This is a picture of a pile of manure behind the barn. In the stanchion barn there is a gutter behind the cows for the manure to fall into. The gutter cleaner, a chain with scrapers on it, is run twice a day in the winter. In the summer when the cows are outside most of the time, the gutter cleaner is run once a day. It will take one month before the pile reaches the motor. Then the manure will be moved to the other side of the manure pit. Before this setup the manure was carried by wheelbarrow along a plank over the manure pit. That is the other meaning of 'walking the plank'.
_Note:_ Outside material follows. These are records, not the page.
//! HTTP client boundary
//!
//! The executor never talks to the network directly. It hands an
//! [`HttpRequest`] to an [`HttpClient`] and gets an [`HttpResponse`] back,
//! which lets tests swap in a scripted client.

use async_trait::async_trait;
use serde::{Deserialize, Serialize};

use crate::error::{Result, WorkflowError};

/// HTTP methods the request nodes issue
#[derive(Debug, Clone, Copy, PartialEq, Eq, Serialize, Deserialize)]
#[serde(rename_all = "UPPERCASE")]
pub enum HttpMethod {
    Get,
    Post,
    Put,
    Delete,
}

impl HttpMethod {
    pub fn as_str(&self) -> &'static str {
        match self {
            HttpMethod::Get => "GET",
            HttpMethod::Post => "POST",
            HttpMethod::Put => "PUT",
            HttpMethod::Delete => "DELETE",
        }
    }

    /// Whether requests with this method carry a body
    pub fn sends_body(&self) -> bool {
        matches!(self, HttpMethod::Post | HttpMethod::Put)
    }
}

impl std::fmt::Display for HttpMethod {
    fn fmt(&self, f: &mut std::fmt::Formatter<'_>) -> std::fmt::Result {
        f.write_str(self.as_str())
    }
}

#[derive(Debug, Clone, PartialEq, Eq)]
pub struct HttpRequest {
    pub method: HttpMethod,
    pub url: String,
    /// Header pairs in the order they were written
    pub headers: Vec<(String, String)>,
    /// Only sent for POST and PUT
    pub body: Option<String>,
}

/// Outcome of one request
///
/// `success` reports the transport only. A completed round trip is a success
/// whatever its status code.
#[derive(Debug, Clone, PartialEq, Eq, Default)]
pub struct HttpResponse {
    pub status_code: u16,
    pub body: String,
    pub headers: Vec<(String, String)>,
    pub success: bool,
    pub error_message: String,
}

impl HttpResponse {
    /// Response for a request that never completed
    pub fn transport_error(message: impl Into<String>) -> Self {
        Self {
            success: false,
            error_message: message.into(),
            ..Self::default()
        }
    }
}

/// Performs HTTP requests for the executor
#[async_trait]
pub trait HttpClient: Send + Sync {
    /// Perform one request. Never retries.
    async fn perform(&self, request: HttpRequest) -> HttpResponse;
}

/// [`HttpClient`] backed by `reqwest`
///
/// No timeout is configured: a slow server holds the run until it answers.
#[derive(Debug, Clone)]
pub struct ReqwestHttpClient {
    client: reqwest::Client,
}

impl Default for ReqwestHttpClient {
    fn default() -> Self {
        Self::new()
    }
}

impl ReqwestHttpClient {
    pub fn new() -> Self {
        Self {
            client: reqwest::Client::new(),
        }
    }

    /// Build a client that sends the given `User-Agent`
    pub fn with_user_agent(user_agent: &str) -> Result<Self> {
        let client = reqwest::Client::builder()
            .user_agent(user_agent)
            .build()
            .map_err(|e| WorkflowError::HttpClient(e.to_string()))?;
        Ok(Self { client })
    }
}

#[async_trait]
impl HttpClient for ReqwestHttpClient {
    async fn perform(&self, request: HttpRequest) -> HttpResponse {
        let mut builder = match request.method {
            HttpMethod::Get => self.client.get(&request.url),
            HttpMethod::Post => self.client.post(&request.url),
            HttpMethod::Put => self.client.put(&request.url),
            HttpMethod::Delete => self.client.delete(&request.url),
        };

        for (name, value) in &request.headers {
            builder = builder.header(name.as_str(), value.as_str());
        }

        if request.method.sends_body() {
            if let Some(body) = request.body {
                builder = builder.body(body);
            }
        }

        let response = match builder.send().await {
            Ok(response) => response,
            Err(e) => {
                log::debug!("{} {} failed: {}", request.method, request.url, e);
                return HttpResponse::transport_error(e.to_string());
            }
        };

        let status_code = response.status().as_u16();
        let headers = response
            .headers()
            .iter()
            .map(|(name, value)| {
                (
                    name.as_str().to_string(),
                    String::from_utf8_lossy(value.as_bytes()).into_owned(),
                )
            })
            .collect();

        match response.text().await {
            Ok(body) => HttpResponse {
                status_code,
                body,
                headers,
                success: true,
                error_message: String::new(),
            },
            Err(e) => HttpResponse::transport_error(e.to_string()),
        }
    }
}

/// Parse raw header text into ordered `(name, value)` pairs
///
/// One header per line, split on the first `:`, with both sides trimmed.
/// Blank lines and lines without a `:` are skipped.
pub fn parse_headers(text: &str) -> Vec<(String, String)> {
    text.lines()
        .filter_map(|line| {
            let line = line.trim();
            if line.is_empty() {
                return None;
            }
            let (name, value) = line.split_once(':')?;
            Some((name.trim().to_string(), value.trim().to_string()))
        })
        .collect()
}

#[cfg(test)]
mod tests {
    use super::*;

    #[test]
    fn test_parse_headers() {
        let headers = parse_headers(
            "Content-Type: application/json\n\n  Authorization :Bearer a:b  \r\nno colon here\n",
        );
        assert_eq!(
            headers,
            vec![
                ("Content-Type".to_string(), "application/json".to_string()),
                ("Authorization".to_string(), "Bearer a:b".to_string()),
            ]
        );
        assert!(parse_headers("").is_empty());
    }

    #[test]
    fn test_method_body_rules() {
        assert!(HttpMethod::Post.sends_body());
        assert!(HttpMethod::Put.sends_body());
        assert!(!HttpMethod::Get.sends_body());
        assert!(!HttpMethod::Delete.sends_body());
        assert_eq!(HttpMethod::Delete.to_string(), "DELETE");
    }

    #[test]
    fn test_with_user_agent() {
        assert!(ReqwestHttpClient::with_user_agent("waypoint/0.1").is_ok());
    }

    #[tokio::test]
    async fn test_unreachable_host_is_transport_error() {
        let client = ReqwestHttpClient::new();
        let response = client
            .perform(HttpRequest {
                method: HttpMethod::Get,
                url: "http://127.0.0.1:1/".to_string(),
                headers: Vec::new(),
                body: None,
            })
            .await;

        assert!(!response.success);
        assert!(!response.error_message.is_empty());
        assert_eq!(response.status_code, 0);
    }
}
This is a picture of two bred heifers eating behind the traps. A cow's tongue is rough. The curved hollows along the edges of the wood are made by the heifers licking it
This is a picture of the hay dryer fan. The fan is three feet in diameter and is powered by a five horse power motor. The fan sits at one end of a wire cage. The bales of damp hay are stacked tightly along both sides and the back end of the cage. Then the fan blows air through the hay for up to two weeks to keep it cool and finish drying it. The fan is turned off in very wet weather. Baling the hay before it is completely dry helps keep the leaves of the alfalfa from falling off. It also allows us to get in hay between summer showers and dry the outside windrows that don't get enough sun because the fields are surrounded by trees..
This is a picture of Albert Bradford standing beside Pride. Pride had a very nice foreudder.
This is a picture of two calves in a pen. You can see the cow stalls in the background. These calves get fed the best hay in the barn.
This is a picture of the outside of the milk room and the front of the barn. A wagon full of hay can be seen on the left. When the addition for the milk room and cow stanchion was built some of the trees had to be cut in the winter. There were days when Albert Bradford had to dig through four feet of snow to reach the base of a tree he was cutting down.
This is a picture of the back side of the barn. There are four heifers heading in the direction of the bath tub. An electric fence that pulsates 24 volts of electricity prevents the heifers from grazing in the pasture that is in front of them. They have already grazed on it and we are allowing it to grow again.